In fact, the central government allocated an impressive total of 77.9 billion yuan (US$9.41 billion) last year for laid-off workers and the poor, while localities also increased their outlays. But the sad truth is that probably only about a quarter of those pushed out of their plants ever got any meaningful support. Yet for those millions who have, this policy has managed to nip discontent in the bud before it grew.
As workers' consciousness of their rights increases, they are more and more apt to appeal their grievances to courts of law. Indeed from 1995 to 2001, the number of labor disputes adjudicated by the courts rose from 28,000 to 101,000.
Admittedly, workers have often found that arbitration has not helped them, owing to graft and the greater clout of the more powerful managers against whom they have filed suit. But legal redress has managed to turn the attention of at least some disaffected workers temporarily from the streets to mediation, and this has tended to reduce the number of confrontational street demonstrations.

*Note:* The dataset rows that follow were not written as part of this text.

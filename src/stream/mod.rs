//! GPU execution stream pool
//!
//! Each GPU owns a fixed pool of stream slots. A slot is held by at most one
//! task at a time. The pool also remembers which stream a graph node last ran
//! on so a re-dispatched node lands on the same stream when it is free.
//!
//! Occupancy and the assignment cache are guarded by separate locks; no code
//! path holds both at once.

use crate::task::{GraphId, NodeId};
use std::collections::HashMap;
use std::sync::{Arc, Mutex, MutexGuard, PoisonError};

pub type StreamId = usize;

/// Fixed-size pool of stream slots for one GPU
#[derive(Debug)]
pub struct StreamAllocator {
    used: Mutex<Vec<bool>>,
    assignments: Mutex<HashMap<GraphId, HashMap<NodeId, StreamId>>>,
}

impl StreamAllocator {
    pub fn new(capacity: usize) -> Self {
        StreamAllocator {
            used: Mutex::new(vec![false; capacity]),
            assignments: Mutex::new(HashMap::new()),
        }
    }

    pub fn capacity(&self) -> usize {
        self.occupancy().len()
    }

    pub fn in_use(&self) -> usize {
        self.occupancy().iter().filter(|u| **u).count()
    }

    /// Take up to `num` free slots. May return fewer, possibly none.
    pub fn allocate(&self, num: usize) -> Vec<StreamId> {
        let mut used = self.occupancy();
        let mut granted = Vec::with_capacity(num);
        for (id, slot) in used.iter_mut().enumerate() {
            if granted.len() == num {
                break;
            }
            if !*slot {
                *slot = true;
                granted.push(id);
            }
        }
        if granted.len() < num {
            tracing::debug!(requested = num, granted = granted.len(), "Stream pool short");
        }
        granted
    }

    /// Return slots to the pool. Freeing a free or out-of-range slot is logged
    /// and ignored.
    pub fn free(&self, ids: &[StreamId]) {
        let mut used = self.occupancy();
        for &id in ids {
            match used.get_mut(id) {
                Some(slot) if *slot => *slot = false,
                _ => tracing::warn!(stream = id, "Freeing stream that is not allocated"),
            }
        }
    }

    /// Lease a stream for `(graph, node)`.
    ///
    /// The node's previous stream is reused when free. Otherwise any free slot
    /// is taken, and remembered if the node had no assignment yet. Returns
    /// `None` when the pool is exhausted.
    pub fn lease_for(self: &Arc<Self>, graph: GraphId, node: NodeId) -> Option<StreamLease> {
        let cached = self
            .cache()
            .get(&graph)
            .and_then(|nodes| nodes.get(&node))
            .copied();

        if let Some(id) = cached {
            if self.claim(id) {
                tracing::trace!(graph = graph.0, node = node.0, stream = id, "Reusing cached stream");
                return Some(StreamLease::new(Arc::clone(self), id));
            }
        }

        let id = self.allocate(1).pop()?;
        if cached.is_none() {
            self.cache().entry(graph).or_default().insert(node, id);
        }
        Some(StreamLease::new(Arc::clone(self), id))
    }

    /// Forget every node→stream assignment of `graph`
    pub fn flush_cache_for(&self, graph: GraphId) -> bool {
        self.cache().remove(&graph).is_some()
    }

    pub fn cached_stream(&self, graph: GraphId, node: NodeId) -> Option<StreamId> {
        self.cache()
            .get(&graph)
            .and_then(|nodes| nodes.get(&node))
            .copied()
    }

    fn claim(&self, id: StreamId) -> bool {
        match self.occupancy().get_mut(id) {
            Some(slot) if !*slot => {
                *slot = true;
                true
            }
            _ => false,
        }
    }

    fn occupancy(&self) -> MutexGuard<'_, Vec<bool>> {
        self.used.lock().unwrap_or_else(PoisonError::into_inner)
    }

    fn cache(&self) -> MutexGuard<'_, HashMap<GraphId, HashMap<NodeId, StreamId>>> {
        self.assignments.lock().unwrap_or_else(PoisonError::into_inner)
    }
}

/// Exclusive hold on one stream slot, returned on drop
#[derive(Debug)]
pub struct StreamLease {
    pool: Arc<StreamAllocator>,
    id: StreamId,
    released: bool,
}

impl StreamLease {
    fn new(pool: Arc<StreamAllocator>, id: StreamId) -> Self {
        StreamLease {
            pool,
            id,
            released: false,
        }
    }

    pub fn id(&self) -> StreamId {
        self.id
    }

    pub fn release(mut self) {
        self.released = true;
        self.pool.free(&[self.id]);
    }
}

impl Drop for StreamLease {
    fn drop(&mut self) {
        if !self.released {
            self.pool.free(&[self.id]);
        }
    }
}

#[cfg(test)]
mod tests {
    use super::*;

    #[test]
    fn test_partial_grant() {
        let pool = StreamAllocator::new(3);
        assert_eq!(pool.allocate(2), vec![0, 1]);
        assert_eq!(pool.allocate(5), vec![2]);
        assert!(pool.allocate(1).is_empty());
        assert_eq!(pool.in_use(), 3);
    }

    #[test]
    fn test_free_makes_slot_reusable() {
        let pool = StreamAllocator::new(2);
        let ids = pool.allocate(2);
        pool.free(&ids[..1]);
        assert_eq!(pool.allocate(1), vec![0]);
        // Double free and out-of-range are ignored
        pool.free(&[1]);
        pool.free(&[1]);
        pool.free(&[99]);
        assert_eq!(pool.in_use(), 1);
    }

    #[test]
    fn test_lease_reuses_cached_stream() {
        let pool = Arc::new(StreamAllocator::new(4));
        let first = pool.lease_for(GraphId(1), NodeId(5)).unwrap();
        let other = pool.lease_for(GraphId(1), NodeId(6)).unwrap();
        let first_id = first.id();
        assert_ne!(first_id, other.id());
        drop(first);

        let again = pool.lease_for(GraphId(1), NodeId(5)).unwrap();
        assert_eq!(again.id(), first_id);
    }

    #[test]
    fn test_busy_cached_stream_falls_back_without_overwriting() {
        let pool = Arc::new(StreamAllocator::new(4));
        let held = pool.lease_for(GraphId(1), NodeId(5)).unwrap();
        let second = pool.lease_for(GraphId(1), NodeId(5)).unwrap();
        assert_ne!(held.id(), second.id());
        assert_eq!(pool.cached_stream(GraphId(1), NodeId(5)), Some(held.id()));
    }

    #[test]
    fn test_lease_exhausted_pool() {
        let pool = Arc::new(StreamAllocator::new(1));
        let _held = pool.lease_for(GraphId(1), NodeId(1)).unwrap();
        assert!(pool.lease_for(GraphId(1), NodeId(2)).is_none());
    }

    #[test]
    fn test_flush_cache_for_graph() {
        let pool = Arc::new(StreamAllocator::new(2));
        pool.lease_for(GraphId(1), NodeId(1)).unwrap().release();
        pool.lease_for(GraphId(2), NodeId(1)).unwrap().release();
        assert!(pool.flush_cache_for(GraphId(1)));
        assert!(!pool.flush_cache_for(GraphId(1)));
        assert_eq!(pool.cached_stream(GraphId(1), NodeId(1)), None);
        assert!(pool.cached_stream(GraphId(2), NodeId(1)).is_some());
        assert_eq!(pool.in_use(), 0);
    }
}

Nonetheless, over the past few years, the numbers of urban protests in China have risen dramatically, and according to police reports, they are ever larger and better organized.
So far, the regime has succeeded in maintaining overall stability through control of the media (thereby preventing one protest movement from learning about and linking up with others); by buying off angry unemployed workers with temporary stipends and by suppressing and imprisoning those it cannot dissuade.
But these are temporary measures and when considered in tandem with the waves of peasant protest caused by arbitrary taxation, official corruption and wanton land confiscation, party leaders find themselves confronted with a deeply worrisome situation.
For what the party now confronts is a political threat no longer made up of students and intellectuals, as in 1989, but of workers and peasants, paradoxically the very disenfranchised classes on which Mao built his revolution and in whose name the CCP has ruled unilaterally for so long.
Dorothy Solinger is professor of political science and co-director of the Center for Asian Studies at the University of California, Irvine, and a senior adjunct research scholar at Columbia University's Weatherhead East Asian Institute.